Né juste en 1900, il avait deux ans quand Nation Dauphine fut construite. Cent cinq ans aujourd’hui, l’âge des poilus qu’on fête (neuf survivants) ce mardi 14 heures, il vit à Colonel Fabien. Les voisins du dessous entendent parfois ses pas très doux, de la porte à la fenêtre, cherchent le bruit d’une canne qu’ils ne détectent pas et se demandent, à l’impromptu, s’il n’est pas mort. Mais non. De la porte à la fenêtre c’est tout un monde lui espèrent-ils. Ils supposent qu’il est sourd et quand ils y pensent ils l’envient. Les assauts du métro aérien toutes les deux, quatre minutes, lui s’en réjouit sans les subir croient-ils. Il est à la fenêtre, spectacle permanent.

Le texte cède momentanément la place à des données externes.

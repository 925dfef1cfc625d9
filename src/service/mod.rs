//! Reviewer assignment service.
//!
//! Every mutating operation comes in two forms. `foo` opens a transaction,
//! runs `foo_in` and commits. `foo_in` takes a transaction the caller already
//! holds, so several operations can share one atomic unit instead of nesting
//! transactions.

mod members;
mod pull_requests;
mod teams;

use rand::rngs::StdRng;
use rand::Rng;

use crate::assignment::AssignmentEngine;
use crate::database::ReviewStore;
use crate::database::models::{AssignmentStats, PullRequestShort};
use crate::error::Result;

/// Reviewers picked for a freshly opened pull request.
pub const REVIEWERS_PER_PR: usize = 2;

pub struct ReviewService<S: ReviewStore, R = StdRng> {
    store: S,
    engine: AssignmentEngine<R>,
}

impl<S: ReviewStore> ReviewService<S, StdRng> {
    pub fn with_store(store: S) -> Self {
        Self::new(store, AssignmentEngine::from_entropy())
    }
}

impl<S: ReviewStore, R: Rng + Send> ReviewService<S, R> {
    pub fn new(store: S, engine: AssignmentEngine<R>) -> Self {
        Self { store, engine }
    }

    /// Open a transaction for use with the `*_in` operations.
    pub async fn begin(&self) -> Result<S::Tx> {
        self.store.begin().await
    }

    /// Pull requests the member is assigned to review, newest first.
    pub async fn list_prs_by_reviewer(&self, member_id: &str) -> Result<Vec<PullRequestShort>> {
        self.store.list_prs_by_reviewer(member_id).await
    }

    /// Assignment counts for every member that reviews at least one pull
    /// request, ordered by member id.
    pub async fn reviewer_stats(&self) -> Result<Vec<AssignmentStats>> {
        self.store.reviewer_stats().await
    }
}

Les voisins du dessous oublient les vibrations, ignorent qu’il n’est même pas malade. Rien. Ne lui reste que : effacer le précédent spectacle, images intimes que huit autres partagent, dix-huit ans en 18. Etrange qu’aucune radio ne soit encore passée immeuble du boulevard, cinquième étage gauche, à Colonel Fabien, ce sera sans doute l’an prochain. Et puis non. Marcher à pas si doux, longer le couloir comme on franchit un col il ne le fera pour personne, sauf pour qui lui monte les courses.
Les voisins ne l’ont jamais vu et lui, ne les voit pas non plus. Ils s’inventent mutuellement le montant des loyers, croisent ensemble par la vitre nos regards impensables.